Dioscorea is a large genus of more than 600 species worldwide, some of which are important food or drug sources (Govaerts and Saunders, 2007). Because Dioscorea exhibits features of both dicots and monocots, it has the potential to fill gaps in our knowledge of the plant biology and evolution of these two taxa (Mignouna et al., 2009). The high-quality D. zingiberensis genome sequence presented here can also serve as a reference genome for other species in the genus Dioscorea. For example, the Dioscorea-specific WGD event has been neglected in previous studies due to the lack of a reference genome (Ren et al., 2018). According to our genome analysis, approximately 35.9% syntenic regions were observed in the D. zingiberensis genome compared with 15.8% in D. rotundata (Supplemental Table 9, Supplementary Methods). The distribution of synonymous substitution rates (KS) in 2018 paralogous genes from syntenic regions exhibited a peak at KS = 0.82 in D. zingiberensis (Supplemental Figure 12), indicating that the Dioscorea-specific WGD event may have occurred after divergence from the Petrosaviidae but before the separation of D. zingiberensis and D. rotundata (KS = 0.4). The date of the WGD was estimated at approximately 64 MYA (Supplemental Figure 13, Supplementary Methods), close to the Cretaceous-Paleogene extinction event (Renne et al., 2013). The WGD event provided plentiful genetic materials for Dioscorea species to survive across the Cretaceous-Paleogene boundary (Kevin et al., 2014) and also contributed to the evolution of specialized metabolites (Guo et al., 2014; Jing et al., 2015; Unver et al., 2017; Li et al., 2019).
The worldwide pharmaceutical industry market for steroidal drugs has reached US$ 4–8 billion (Bai et al., 2015; Yosef Al Jasem et al., 2014). However, the conventional methods for isolation and purification of diosgenin from D. zingiberensis have many disadvantages, such as low efficiency and high contamination (Yang et al., 2015; Mafalda et al., 2016). Therefore, it is valuable to characterize the diosgenin biosynthesis pathway and to supply diosgenin in a cost-effective and environmentally friendly manner (Liu et al., 2018). To improve the efficiency of diosgenin biosynthesis, we constructed a chimeric pathway by integrating genes from zebrafish, yeast, Veratrum, and Dioscorea. The engineered yeast with two genes from zebrafish accumulated cholesterol at 16 mg/l, which is significantly higher than that reported in studies using the plant cholesterol pathway (Sonawane et al., 2016; Christ et al., 2019), indicating that genes from the animal cholesterol pathway are more efficient than those from plants. Furthermore, the use of two P450 genes from Veratrum and Dioscorea to convert cholesterol to diosgenin improved the diosgenin yield three-fold and the conversion rate from cholesterol to diosgenin by 60%. It would be feasible to further enhance the production of diosgenin by optimizing the key enzymes that convert cholesterol to diosgenin. In summary, our results not only contribute to decoding the evolutionary trajectory of the diosgenin biosynthetic pathway but also provide insights into enhancing the production of diosgenin by metabolic engineering in microbes.
Methods
Constructing the phylogenetic tree of the CYP90 family
Multiple alignment of protein sequences, including the CYP90B and CYP90G subfamilies, was performed using MAFFT v7.394 (Katoh and Standley, 2013) with default parameters and back-translated using PAL2NAL v14 (Suyama et al., 2006). The ML phylogenetic trees were constructed from the cDNA alignment with the software RAxML v8.2.4 (Stamatakis, 2014) using the GTR + Γ + I substitution model and mapping the percentage of 500 rapid bootstraps to the best-scoring ML tree with Amborella trichopoda as an outgroup.

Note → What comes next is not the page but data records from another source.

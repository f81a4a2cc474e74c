//! JSON-LD validator.
//!
//! Verifies that `rorio.json` is a JSON-LD document whose `@context` binds
//! every registry prefix, whose `@graph` holds the ontology node plus one
//! node per axiom, and whose `@id`s are all absolute or prefixed.

use std::path::Path;

use anyhow::{Context, Result};
use rorio_ontology::Vocabulary;
use serde_json::Value;

use super::functional::FunctionalSummary;
use crate::report::{CheckResult, ConformanceReport};

/// File name of the JSON-LD artifact.
pub const FILE: &str = "rorio.json";

const VALIDATOR: &str = "artifact/jsonld";

/// Checks the JSON-LD artifact in `artifacts`.
///
/// # Errors
///
/// Returns an error if the file exists but cannot be read or is not JSON.
pub fn validate(artifacts: &Path, functional: Option<&FunctionalSummary>) -> Result<ConformanceReport> {
    let mut report = ConformanceReport::new();
    let path = artifacts.join(FILE);
    if !path.exists() {
        report.push(CheckResult::fail(VALIDATOR, format!("{FILE} not found")));
        return Ok(report);
    }
    let content = std::fs::read_to_string(&path)
        .with_context(|| format!("Failed to read {}", path.display()))?;
    let value: Value = serde_json::from_str(&content)
        .with_context(|| format!("Failed to parse {} as JSON", path.display()))?;

    check_context(&value, &mut report);
    check_graph(&value, functional, &mut report);
    Ok(report)
}

fn check_context(value: &Value, report: &mut ConformanceReport) {
    let Some(context) = value.get("@context") else {
        report.push(CheckResult::fail(VALIDATOR, "document has no @context"));
        return;
    };
    let missing: Vec<String> = Vocabulary::standard()
        .prefixes()
        .iter()
        .filter(|p| context.get(p.name).and_then(Value::as_str) != Some(p.namespace))
        .map(|p| format!("{} => {}", p.name, p.namespace))
        .collect();
    if missing.is_empty() {
        report.push(CheckResult::pass(VALIDATOR, "@context binds every prefix"));
    } else {
        report.push(CheckResult::fail_with_details(
            VALIDATOR,
            "@context is missing prefix bindings",
            missing,
        ));
    }
}

fn check_graph(value: &Value, functional: Option<&FunctionalSummary>, report: &mut ConformanceReport) {
    let Some(graph) = value.get("@graph").and_then(Value::as_array) else {
        report.push(CheckResult::fail(VALIDATOR, "document has no @graph array"));
        return;
    };

    if let Some(f) = functional {
        let expected = 1 + f.axioms();
        if graph.len() == expected {
            report.push(CheckResult::pass(
                VALIDATOR,
                format!("@graph has {expected} nodes, one per axiom plus the ontology"),
            ));
        } else {
            report.push(CheckResult::fail(
                VALIDATOR,
                format!("@graph has {} nodes, expected {expected}", graph.len()),
            ));
        }
    }

    let bad_ids: Vec<String> = graph
        .iter()
        .filter_map(|node| match node.get("@id").and_then(Value::as_str) {
            Some(id) if id.contains(':') => None,
            Some(id) => Some(id.to_owned()),
            None => Some(format!("node without @id: {node}")),
        })
        .take(10)
        .collect();
    if bad_ids.is_empty() {
        report.push(CheckResult::pass(VALIDATOR, "every @id is an IRI or prefixed name"));
    } else {
        report.push(CheckResult::fail_with_details(
            VALIDATOR,
            "@graph has relative or missing @ids",
            bad_ids,
        ));
    }
}
//! Check results and the report that aggregates them.

use std::fmt;

/// Outcome of a single check.
#[derive(Debug, Clone, Copy, PartialEq, Eq)]
pub enum Severity {
    /// The check passed.
    Pass,
    /// Something looks off but the artifact is usable.
    Warning,
    /// The artifact does not conform.
    Failure,
}

impl Severity {
    /// Four-letter tag used in printed reports.
    #[must_use]
    pub fn tag(self) -> &'static str {
        match self {
            Severity::Pass => "PASS",
            Severity::Warning => "WARN",
            Severity::Failure => "FAIL",
        }
    }
}

/// One check result.
#[derive(Debug, Clone)]
pub struct CheckResult {
    /// Validator that produced the result, such as `artifact/turtle`.
    pub validator: String,
    /// What was checked and how it went.
    pub message: String,
    /// Outcome.
    pub severity: Severity,
    /// Extra lines, such as offending values.
    pub details: Vec<String>,
}

impl CheckResult {
    fn new(validator: impl Into<String>, message: impl Into<String>, severity: Severity) -> Self {
        Self {
            validator: validator.into(),
            message: message.into(),
            severity,
            details: Vec::new(),
        }
    }

    /// A passing check.
    pub fn pass(validator: impl Into<String>, message: impl Into<String>) -> Self {
        Self::new(validator, message, Severity::Pass)
    }

    /// A failed check.
    pub fn fail(validator: impl Into<String>, message: impl Into<String>) -> Self {
        Self::new(validator, message, Severity::Failure)
    }

    /// A failed check with detail lines.
    pub fn fail_with_details(
        validator: impl Into<String>,
        message: impl Into<String>,
        details: Vec<String>,
    ) -> Self {
        Self {
            details,
            ..Self::fail(validator, message)
        }
    }

    /// A warning.
    pub fn warn(validator: impl Into<String>, message: impl Into<String>) -> Self {
        Self::new(validator, message, Severity::Warning)
    }

    /// Whether the check failed.
    #[must_use]
    pub fn is_failure(&self) -> bool {
        self.severity == Severity::Failure
    }
}

/// Every check result of a conformance run, in execution order.
#[derive(Debug, Default)]
pub struct ConformanceReport {
    /// The results.
    pub results: Vec<CheckResult>,
}

impl ConformanceReport {
    /// An empty report.
    #[must_use]
    pub fn new() -> Self {
        Self::default()
    }

    /// Adds a result.
    pub fn push(&mut self, result: CheckResult) {
        self.results.push(result);
    }

    /// Appends the results of another report.
    pub fn extend(&mut self, other: ConformanceReport) {
        self.results.extend(other.results);
    }

    /// Number of results with the given severity.
    #[must_use]
    pub fn count(&self, severity: Severity) -> usize {
        self.results.iter().filter(|r| r.severity == severity).count()
    }

    /// Number of failed checks.
    #[must_use]
    pub fn failure_count(&self) -> usize {
        self.count(Severity::Failure)
    }

    /// Whether no check failed.
    #[must_use]
    pub fn all_passed(&self) -> bool {
        self.failure_count() == 0
    }
}

impl fmt::Display for ConformanceReport {
    fn fmt(&self, f: &mut fmt::Formatter<'_>) -> fmt::Result {
        for result in &self.results {
            writeln!(
                f,
                "[{}] {}: {}",
                result.severity.tag(),
                result.validator,
                result.message
            )?;
            for detail in &result.details {
                writeln!(f, "       {detail}")?;
            }
        }
        write!(
            f,
            "Summary: {} passed, {} warnings, {} failed",
            self.count(Severity::Pass),
            self.count(Severity::Warning),
            self.count(Severity::Failure)
        )
    }
}
//! OWL 2 functional-style syntax serializer.
//!
//! Produces the primary `rorio.ofn` document: `Prefix(..)` bindings, then a
//! single `Ontology(..)` block with the header annotations followed by one
//! axiom per line in append order.

use crate::model::{AnnotationValue, Axiom, OntologyDocument};
use crate::serializer::compact_or_bracketed;
use crate::vocabulary::Prefix;

/// Serializes the document to OWL functional syntax.
///
/// # Errors
///
/// This function is infallible; it always returns a complete document.
#[must_use]
pub fn to_functional(doc: &OntologyDocument) -> String {
    let prefixes = doc.prefixes();
    let mut out = String::with_capacity(128 + doc.axioms().len() * 96);

    for p in prefixes {
        out.push_str(&format!("Prefix({}:=<{}>)\n", p.name, p.namespace));
    }
    out.push('\n');

    out.push_str(&format!("Ontology(<{}>\n", doc.header().iri()));
    for annotation in doc.header().annotations() {
        out.push_str(&format!(
            "Annotation({} {})\n",
            term(annotation.property.as_str(), prefixes),
            value(&annotation.value, prefixes)
        ));
    }
    out.push('\n');

    for axiom in doc.axioms() {
        out.push_str(&axiom_to_functional(axiom, prefixes));
        out.push('\n');
    }
    out.push_str(")\n");
    out
}

/// Renders a single axiom without a trailing newline.
#[must_use]
pub fn axiom_to_functional(axiom: &Axiom, prefixes: &[Prefix]) -> String {
    match axiom {
        Axiom::Declaration { kind, iri } => format!(
            "Declaration({}({}))",
            kind.keyword(),
            term(iri.as_str(), prefixes)
        ),
        Axiom::ClassAssertion { class, individual } => format!(
            "ClassAssertion({} {})",
            term(class.as_str(), prefixes),
            term(individual.as_str(), prefixes)
        ),
        Axiom::ObjectPropertyAssertion {
            property,
            subject,
            object,
        } => format!(
            "ObjectPropertyAssertion({} {} {})",
            term(property.as_str(), prefixes),
            term(subject.as_str(), prefixes),
            term(object.as_str(), prefixes)
        ),
        Axiom::AnnotationAssertion {
            property,
            subject,
            value: v,
        } => format!(
            "AnnotationAssertion({} {} {})",
            term(property.as_str(), prefixes),
            term(subject.as_str(), prefixes),
            value(v, prefixes)
        ),
    }
}

fn term(iri: &str, prefixes: &[Prefix]) -> String {
    compact_or_bracketed(iri, prefixes)
}

fn value(v: &AnnotationValue, prefixes: &[Prefix]) -> String {
    match v {
        AnnotationValue::Literal(lit) => quoted(lit.as_str()),
        AnnotationValue::Iri(iri) => term(iri.as_str(), prefixes),
    }
}

/// Quotes a string for functional syntax: only `"` and `\` are escaped.
#[must_use]
pub fn quoted(s: &str) -> String {
    let escaped = s.replace('\\', "\\\\").replace('"', "\\\"");
    format!("\"{escaped}\"")
}

#[cfg(test)]
#[allow(clippy::expect_used)]
mod tests {
    use super::*;
    use crate::model::iris::{self, known};
    use crate::model::{EntityKind, Header, Iri, Literal};
    use crate::Vocabulary;

    fn document() -> OntologyDocument {
        let title = Literal::new("ROR in OWL").expect("valid title");
        let header = Header::new(Iri::new("https://w3id.org/rorio/rorio.owl").expect("valid"))
            .with_literal(known(iris::DC_TITLE), title);
        OntologyDocument::new(header, &Vocabulary::standard())
    }

    #[test]
    fn writes_prefixes_and_header() {
        let ofn = to_functional(&document());
        assert!(ofn.starts_with("Prefix(dc:=<http://purl.org/dc/elements/1.1/>)\n"));
        assert!(ofn.contains("Ontology(<https://w3id.org/rorio/rorio.owl>\n"));
        assert!(ofn.contains("Annotation(dc:title \"ROR in OWL\")\n"));
        assert!(ofn.ends_with(")\n"));
    }

    #[test]
    fn declares_vocabulary_with_labels() {
        let ofn = to_functional(&document());
        assert!(ofn.contains("Declaration(Class(OBI:0000245))"));
        assert!(ofn.contains("Declaration(ObjectProperty(RO:0001025))"));
        assert!(ofn.contains("AnnotationAssertion(rdfs:label ENVO:00000856 \"city\")"));
        assert!(ofn.contains("AnnotationAssertion(rdfs:label rdfs:seeAlso \"see also\")"));
    }

    #[test]
    fn escapes_quotes_and_backslashes() {
        assert_eq!(quoted(r#"a "b" \c"#), r#""a \"b\" \\c""#);
    }

    #[test]
    fn renders_individual_axioms() {
        let mut doc = document();
        let org = Iri::new("https://ror.org/0abc1def2").expect("valid");
        doc.declare(EntityKind::NamedIndividual, org.clone());
        doc.assert(Axiom::ClassAssertion {
            class: known(iris::ORGANIZATION),
            individual: org,
        });
        let ofn = to_functional(&doc);
        assert!(ofn.contains("Declaration(NamedIndividual(ror:0abc1def2))\n"));
        assert!(ofn.contains("ClassAssertion(OBI:0000245 ror:0abc1def2)\n"));
    }
}
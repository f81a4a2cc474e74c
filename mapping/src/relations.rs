//! Relationship labels to ontology relation terms.

use std::collections::HashMap;

use rorio_ontology::model::iris::{self, known};
use rorio_ontology::Iri;
use serde::Deserialize;
use thiserror::Error;

const RELATIONS: &[(&str, &str)] = &[
    ("Related", iris::RDFS_SEE_ALSO),
    ("Child", iris::HAS_PART),
    ("Parent", iris::PART_OF),
    ("Predecessor", iris::PRECEDED_BY),
    ("Successor", iris::PRECEDES),
];

/// A relationship label outside the fixed vocabulary.
#[derive(Debug, Clone, Error, PartialEq, Eq)]
#[error("unknown relationship type {label:?}")]
pub struct UnknownRelationship {
    /// The unrecognized label.
    pub label: String,
}

/// What to do with a relationship whose label is not recognized.
#[derive(Debug, Clone, Copy, Default, PartialEq, Eq, Deserialize)]
#[serde(rename_all = "lowercase")]
pub enum UnknownRelationPolicy {
    /// Report the relationship and skip it.
    #[default]
    Report,
    /// Abort the run.
    Fail,
}

/// Closed mapping from relationship labels to relation terms.
#[derive(Debug, Clone)]
pub struct RelationMap {
    terms: HashMap<&'static str, Iri>,
}

impl Default for RelationMap {
    fn default() -> Self {
        Self::standard()
    }
}

impl RelationMap {
    /// The five registry relationship types.
    #[must_use]
    pub fn standard() -> Self {
        Self {
            // Every term is an `iris` constant.
            terms: RELATIONS
                .iter()
                .map(|&(label, term)| (label, known(term)))
                .collect(),
        }
    }

    /// Maps a relationship label.
    ///
    /// # Errors
    ///
    /// Returns [`UnknownRelationship`] if `label` is not one of the five
    /// recognized types.
    pub fn map(&self, label: &str) -> Result<&Iri, UnknownRelationship> {
        self.terms.get(label).ok_or_else(|| UnknownRelationship {
            label: label.to_owned(),
        })
    }
}

#[cfg(test)]
mod tests {
    use super::*;

    #[test]
    fn maps_all_five_labels() {
        let map = RelationMap::standard();
        let term = |label: &str| map.map(label).map(|iri| iri.as_str().to_owned());
        assert_eq!(term("Related"), Ok(iris::RDFS_SEE_ALSO.to_owned()));
        assert_eq!(term("Child"), Ok(iris::HAS_PART.to_owned()));
        assert_eq!(term("Parent"), Ok(iris::PART_OF.to_owned()));
        assert_eq!(term("Predecessor"), Ok(iris::PRECEDED_BY.to_owned()));
        assert_eq!(term("Successor"), Ok(iris::PRECEDES.to_owned()));
    }

    #[test]
    fn unknown_label_is_an_error() {
        let map = RelationMap::standard();
        let err = map.map("Sibling");
        assert_eq!(
            err,
            Err(UnknownRelationship {
                label: "Sibling".to_owned()
            })
        );
    }

    #[test]
    fn labels_are_case_sensitive() {
        assert!(RelationMap::standard().map("parent").is_err());
    }
}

Molecular evolution analyses of the CYP90 family
To evaluate the variation in selection pressures over different P450 clades, the free ratio model of the codeml algorithm (Yang, 2007) was used to estimate lineage-specific rates of the nonsynonymous:synonymous substitution () ratio, ω. To detect whether positive selection had acted at some amino acid sites along particular lineages, a branch-site analysis was also performed by comparing the nearly neutral model (M1a) with Model A (MA), in which the foreground branch may have a proportion of sites under positive selection. All codeml analyses were implemented in EasyCodeML v1.0 (https://www.github.io/bioeasy/EasyCodeml).
Transcriptome sequencing
Samples of fresh leaf and root were collected from D. zingiberensis. Total RNA was isolated using the TRIzol reagent (Invitrogen, USA), followed by treatment with RNase-free DNase I (Promega, USA) according to the manufacturer’ protocols. RNA quality was checked using an Agilent 2100 Bioanalyzer. Illumina RNA sequencing libraries were prepared for two samples and sequenced on a HiSeq 2500 system using a PE150 strategy following the manufacturer’s instructions (Illumina, USA). After trimming based on quality scores with Btrim (Yong, 2011), the clean reads were aligned to the D. zingiberensis reference assembly using TopHat (Trapnell et al., 2014), and the mapped reads for each sample were assembled using Cufflinks (Trapnell et al., 2014). We used FPKM (fragments per kilobase of exon model per million mapped fragments) as the normalized gene expression level.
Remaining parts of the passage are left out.